The truism is “good data in, good data out” and you cannot effectively model if you’re settling for a substandard voter file for either the creation of the model formulas or the writing of model scores back to the voter file.

Get more datapoints
There have been countless stories in national media about how companies have targeted customers based on their consumer behavior, or how Starbucks uses “big data” to determine where to open a new store. The same dataset used by these companies is available matched against the voter file for modeling and voter targeting.

We aren’t hunting for Starbucks locations, but in a political campaign we might want that data about public broadcasting donations to put into a model for a public school bond.   And we might be interested to find out if data on a voter being a surfer was statistically correlated to increased support for a Water Bond. With the PDI voter file matched against commercial data consultants have made finely tuned political targeting based in part on characteristics like a voter being a coupon cutter. There are literally hundreds of fields for different types of socioeconomic data, along with datapoints that describe the purchasing habits, consumer behavior, even hobbies of voters.

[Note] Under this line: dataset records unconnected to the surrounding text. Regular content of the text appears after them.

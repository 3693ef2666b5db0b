// SPDX-License-Identifier: AGPL-3.0-only
// Copyright (C) 2026 Alex Sizykh

//! Single state machine shared by the bus and poll inputs.

use crate::app::types::{JobRecord, JobStatus, JobTransition};

#[derive(Debug, Clone, Copy, PartialEq, Eq)]
pub enum ObservationSource {
    Bus,
    Poll,
}

impl ObservationSource {
    pub fn as_str(self) -> &'static str {
        match self {
            ObservationSource::Bus => "bus",
            ObservationSource::Poll => "poll",
        }
    }
}

/// A status reported for one job by either input.
#[derive(Debug, Clone, PartialEq, Eq)]
pub struct Observation {
    pub status: JobStatus,
    pub source: ObservationSource,
    pub observed_at: String,
    pub scheduler_state: Option<String>,
    pub start_time: Option<String>,
    pub error_message: Option<String>,
}

#[derive(Debug, Clone, Copy, PartialEq, Eq)]
pub struct JobSnapshot {
    pub id: i64,
    pub status: JobStatus,
}

impl From<&JobRecord> for JobSnapshot {
    fn from(job: &JobRecord) -> Self {
        Self {
            id: job.id,
            status: job.status,
        }
    }
}

#[derive(Debug, Clone, Copy, PartialEq, Eq)]
pub enum IgnoreReason {
    AlreadyTerminal,
    NotAdvanced,
}

#[derive(Debug, Clone, PartialEq, Eq)]
pub enum Decision {
    Apply(JobTransition),
    Ignore(IgnoreReason),
}

pub fn reduce(current: &JobSnapshot, observation: &Observation) -> Decision {
    if current.status.is_terminal() {
        return Decision::Ignore(IgnoreReason::AlreadyTerminal);
    }
    let target = observation.status;
    if target != JobStatus::Failed && target.rank() <= current.status.rank() {
        return Decision::Ignore(IgnoreReason::NotAdvanced);
    }

    let end_time = target
        .is_terminal()
        .then(|| observation.observed_at.clone());
    let error_message = (target == JobStatus::Failed).then(|| {
        observation
            .error_message
            .clone()
            .unwrap_or_else(|| format!("job failed ({})", observation.source.as_str()))
    });

    Decision::Apply(JobTransition {
        from: current.status,
        to: target,
        scheduler_state: observation.scheduler_state.clone(),
        start_time: observation.start_time.clone(),
        end_time,
        error_message,
    })
}

#[cfg(test)]
mod tests {
    use super::*;

    fn observe(status: JobStatus) -> Observation {
        Observation {
            status,
            source: ObservationSource::Poll,
            observed_at: "2026-01-01T00:00:00Z".into(),
            scheduler_state: None,
            start_time: None,
            error_message: None,
        }
    }

    fn snapshot(status: JobStatus) -> JobSnapshot {
        JobSnapshot { id: 1, status }
    }

    #[test]
    fn forward_moves_apply() {
        let Decision::Apply(t) = reduce(&snapshot(JobStatus::Queued), &observe(JobStatus::Running))
        else {
            panic!("expected transition");
        };
        assert_eq!(t.from, JobStatus::Queued);
        assert_eq!(t.to, JobStatus::Running);
        assert_eq!(t.end_time, None);
        assert_eq!(t.error_message, None);
    }

    #[test]
    fn scheduler_start_time_is_carried_into_the_transition() {
        let mut obs = observe(JobStatus::Running);
        obs.start_time = Some("2026-01-01T10:00:00".into());
        let Decision::Apply(t) = reduce(&snapshot(JobStatus::Queued), &obs) else {
            panic!("expected transition");
        };
        assert_eq!(t.start_time.as_deref(), Some("2026-01-01T10:00:00"));
    }

    #[test]
    fn backward_and_equal_moves_are_ignored() {
        assert_eq!(
            reduce(&snapshot(JobStatus::Running), &observe(JobStatus::Queued)),
            Decision::Ignore(IgnoreReason::NotAdvanced)
        );
        assert_eq!(
            reduce(&snapshot(JobStatus::Running), &observe(JobStatus::Running)),
            Decision::Ignore(IgnoreReason::NotAdvanced)
        );
    }

    #[test]
    fn failure_is_reachable_from_any_live_state() {
        for status in JobStatus::NON_TERMINAL {
            let mut obs = observe(JobStatus::Failed);
            obs.error_message = Some("scheduler reported TIMEOUT".into());
            let Decision::Apply(t) = reduce(&snapshot(status), &obs) else {
                panic!("expected failure from {status}");
            };
            assert_eq!(t.to, JobStatus::Failed);
            assert_eq!(t.end_time.as_deref(), Some("2026-01-01T00:00:00Z"));
            assert_eq!(t.error_message.as_deref(), Some("scheduler reported TIMEOUT"));
        }
    }

    #[test]
    fn failure_without_message_gets_a_default() {
        let mut obs = observe(JobStatus::Failed);
        obs.source = ObservationSource::Bus;
        let Decision::Apply(t) = reduce(&snapshot(JobStatus::Running), &obs) else {
            panic!("expected transition");
        };
        assert_eq!(t.error_message.as_deref(), Some("job failed (bus)"));
    }

    #[test]
    fn terminal_states_are_absorbing() {
        assert_eq!(
            reduce(&snapshot(JobStatus::Completed), &observe(JobStatus::Failed)),
            Decision::Ignore(IgnoreReason::AlreadyTerminal)
        );
        assert_eq!(
            reduce(&snapshot(JobStatus::Failed), &observe(JobStatus::Completed)),
            Decision::Ignore(IgnoreReason::AlreadyTerminal)
        );
    }

    #[test]
    fn interleaved_observations_never_move_backwards() {
        let sequence = [
            JobStatus::Running,
            JobStatus::Queued,
            JobStatus::Waiting,
            JobStatus::Running,
            JobStatus::Completed,
            JobStatus::Running,
            JobStatus::Failed,
        ];
        let mut current = snapshot(JobStatus::Waiting);
        let mut history = vec![current.status];
        for status in sequence {
            if let Decision::Apply(t) = reduce(&current, &observe(status)) {
                assert_eq!(t.from, current.status);
                current.status = t.to;
                history.push(t.to);
            }
        }
        assert_eq!(
            history,
            vec![JobStatus::Waiting, JobStatus::Running, JobStatus::Completed]
        );
        assert!(history.windows(2).all(|w| w[0].rank() <= w[1].rank()));
    }
}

More isn’t always better. In the end, the modeling usually comes down to a small set of 5-8 criteria that are the most strongly correlated to an outcome. But, starting with 200 criteria and winnowing down to 5-8 allows the statisticians to identify the very best data to incorporate into the final model.

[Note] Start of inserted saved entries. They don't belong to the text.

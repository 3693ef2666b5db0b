// SPDX-License-Identifier: AGPL-3.0-only
// Copyright (C) 2026 Alex Sizykh

use std::io::Write;
use std::sync::Arc;

use time::format_description::well_known::Rfc3339;

use crate::app::errors::{AppResult, local_error};
use crate::app::monitor::{JobMonitor, JobSubscription};
use crate::app::ports::{
    ClockPort, FileUpload, JobStorePort, SchedulerPort, SimulatorStorePort, SubmitRequest,
    TelemetryEvent, TelemetryPort,
};
use crate::app::services::identity;
use crate::app::services::layout::RemoteLayout;
use crate::app::services::scripts::{BuildScriptParams, render_build_script};
use crate::app::settings::SchedulerSettings;
use crate::app::types::{
    ContainerSpec, JobKind, JobRecord, JobStatus, JobType, NewJob, NewSimulator, SimulatorRecord,
};

/// Result of resolving a container: usable now, or behind a build job.
#[derive(Debug)]
pub enum GateOutcome {
    Ready(SimulatorRecord),
    Building {
        simulator: SimulatorRecord,
        job: JobRecord,
        /// Registered before `job` was visible to the monitor.
        subscription: JobSubscription,
    },
}

impl GateOutcome {
    pub fn simulator(&self) -> &SimulatorRecord {
        match self {
            GateOutcome::Ready(simulator) => simulator,
            GateOutcome::Building { simulator, .. } => simulator,
        }
    }
}

/// Build-or-reuse for simulator images, keyed by the definition hash.
pub struct BuildGate {
    simulators: Arc<dyn SimulatorStorePort>,
    jobs: Arc<dyn JobStorePort>,
    scheduler: Arc<dyn SchedulerPort>,
    monitor: Arc<JobMonitor>,
    clock: Arc<dyn ClockPort>,
    telemetry: Arc<dyn TelemetryPort>,
    layout: RemoteLayout,
    settings: SchedulerSettings,
}

impl BuildGate {
    #[allow(clippy::too_many_arguments)]
    pub fn new(
        simulators: Arc<dyn SimulatorStorePort>,
        jobs: Arc<dyn JobStorePort>,
        scheduler: Arc<dyn SchedulerPort>,
        monitor: Arc<JobMonitor>,
        clock: Arc<dyn ClockPort>,
        telemetry: Arc<dyn TelemetryPort>,
        settings: SchedulerSettings,
    ) -> Self {
        Self {
            simulators,
            jobs,
            scheduler,
            monitor,
            clock,
            telemetry,
            layout: RemoteLayout::new(&settings),
            settings,
        }
    }

    pub async fn resolve(&self, spec: &ContainerSpec) -> AppResult<GateOutcome> {
        let hash = identity::container_hash(&spec.definition);

        // TODO: make definition_hash unique and switch to insert-or-fetch so
        // concurrent first requests for one definition share a single build.
        if let Some(simulator) = self.simulators.get_simulator_by_hash(&hash).await? {
            return self.reuse(simulator).await;
        }

        let simulator = self
            .simulators
            .insert_simulator(&NewSimulator {
                definition_hash: hash.clone(),
                definition: spec.definition.clone(),
                image_path: self.layout.image_path(&hash),
            })
            .await?;
        tracing::info!(simulator_id = simulator.id, hash = %hash, "new simulator definition");
        self.submit_build(simulator).await
    }

    async fn reuse(&self, simulator: SimulatorRecord) -> AppResult<GateOutcome> {
        let latest = self
            .jobs
            .latest_job_for_kind(JobKind::Build(simulator.id))
            .await?;
        match latest {
            Some(job) if job.status == JobStatus::Completed => {
                self.telemetry.event(
                    "build.reused",
                    TelemetryEvent {
                        simulator_id: Some(simulator.id),
                        job_id: Some(job.id),
                        ..TelemetryEvent::default()
                    },
                );
                Ok(GateOutcome::Ready(simulator))
            }
            Some(
                job @ JobRecord {
                    external_job_id: Some(external_job_id),
                    ..
                },
            ) if !job.status.is_terminal() => {
                let subscription = self.monitor.subscribe(external_job_id).await;
                tracing::info!(
                    simulator_id = simulator.id,
                    correlation_id = %job.correlation_id,
                    "joining build already in flight"
                );
                self.telemetry.event(
                    "build.awaited",
                    TelemetryEvent {
                        simulator_id: Some(simulator.id),
                        job_id: Some(job.id),
                        external_job_id: Some(external_job_id),
                        correlation_id: Some(job.correlation_id.clone()),
                        ..TelemetryEvent::default()
                    },
                );
                Ok(GateOutcome::Building {
                    simulator,
                    job,
                    subscription,
                })
            }
            other => {
                tracing::warn!(
                    simulator_id = simulator.id,
                    previous = ?other.map(|job| job.status),
                    "simulator has no usable image, rebuilding"
                );
                self.submit_build(simulator).await
            }
        }
    }

    async fn submit_build(&self, simulator: SimulatorRecord) -> AppResult<GateOutcome> {
        let correlation_id = identity::correlation_id(JobType::BuildContainer);
        let definition_path = self.layout.definition_path(&simulator.definition_hash);
        let script = render_build_script(
            &self.settings,
            BuildScriptParams {
                job_name: &correlation_id,
                image_path: &simulator.image_path,
                definition_path: &definition_path,
                log_path: &self.layout.job_log(&correlation_id),
            },
        )?;

        let mut definition_file = tempfile::NamedTempFile::new()
            .map_err(|err| local_error(format!("failed to create definition file: {err}")))?;
        definition_file
            .write_all(simulator.definition.as_bytes())
            .and_then(|_| definition_file.flush())
            .map_err(|err| local_error(format!("failed to write definition file: {err}")))?;

        let request = SubmitRequest {
            job_name: correlation_id.clone(),
            script,
            uploads: vec![FileUpload {
                local: definition_file.path().to_path_buf(),
                remote: definition_path,
            }],
            remote_dirs: vec![
                self.layout.image_dir().to_string(),
                self.layout.log_dir().to_string(),
            ],
        };
        let external_job_id = self.scheduler.submit_job(&request).await?;

        let subscription = self.monitor.subscribe(external_job_id).await;
        let job = match self
            .jobs
            .insert_job(&NewJob {
                kind: JobKind::Build(simulator.id),
                correlation_id: correlation_id.clone(),
                external_job_id: Some(external_job_id),
                status: JobStatus::Queued,
                start_time: Some(self.now_rfc3339()),
            })
            .await
        {
            Ok(job) => job,
            Err(err) => {
                self.monitor.unsubscribe(&subscription).await;
                return Err(err);
            }
        };

        tracing::info!(
            simulator_id = simulator.id,
            external_job_id,
            correlation_id = %correlation_id,
            "container build submitted"
        );
        self.telemetry.event(
            "build.submitted",
            TelemetryEvent {
                simulator_id: Some(simulator.id),
                job_id: Some(job.id),
                external_job_id: Some(external_job_id),
                correlation_id: Some(correlation_id),
                ..TelemetryEvent::default()
            },
        );
        Ok(GateOutcome::Building {
            simulator,
            job,
            subscription,
        })
    }

    fn now_rfc3339(&self) -> String {
        let now = self.clock.now_utc();
        now.format(&Rfc3339)
            .unwrap_or_else(|_| now.unix_timestamp().to_string())
    }
}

Know where you are housing your data
PDI provides free model housing, with model scores written to all voters on the voter file, for campaigns that purchase their modeling data and polling samples through us. PDI housed data can be used by your campaign either in the purchase of lists meeting certain model scores, on the online campaign center to do counts, cut universes, and utilize the model scores with other factors, or provided to your pollster for use in crosstabs in current or even past voter surveys.

Housing data offline or with other data vendors who do not have the most complete and up-to-date files can hamper the effectiveness of the model by restricting the ways that data can be integrated to all the campaign efforts, and losing model scores for voters because of old or missing data.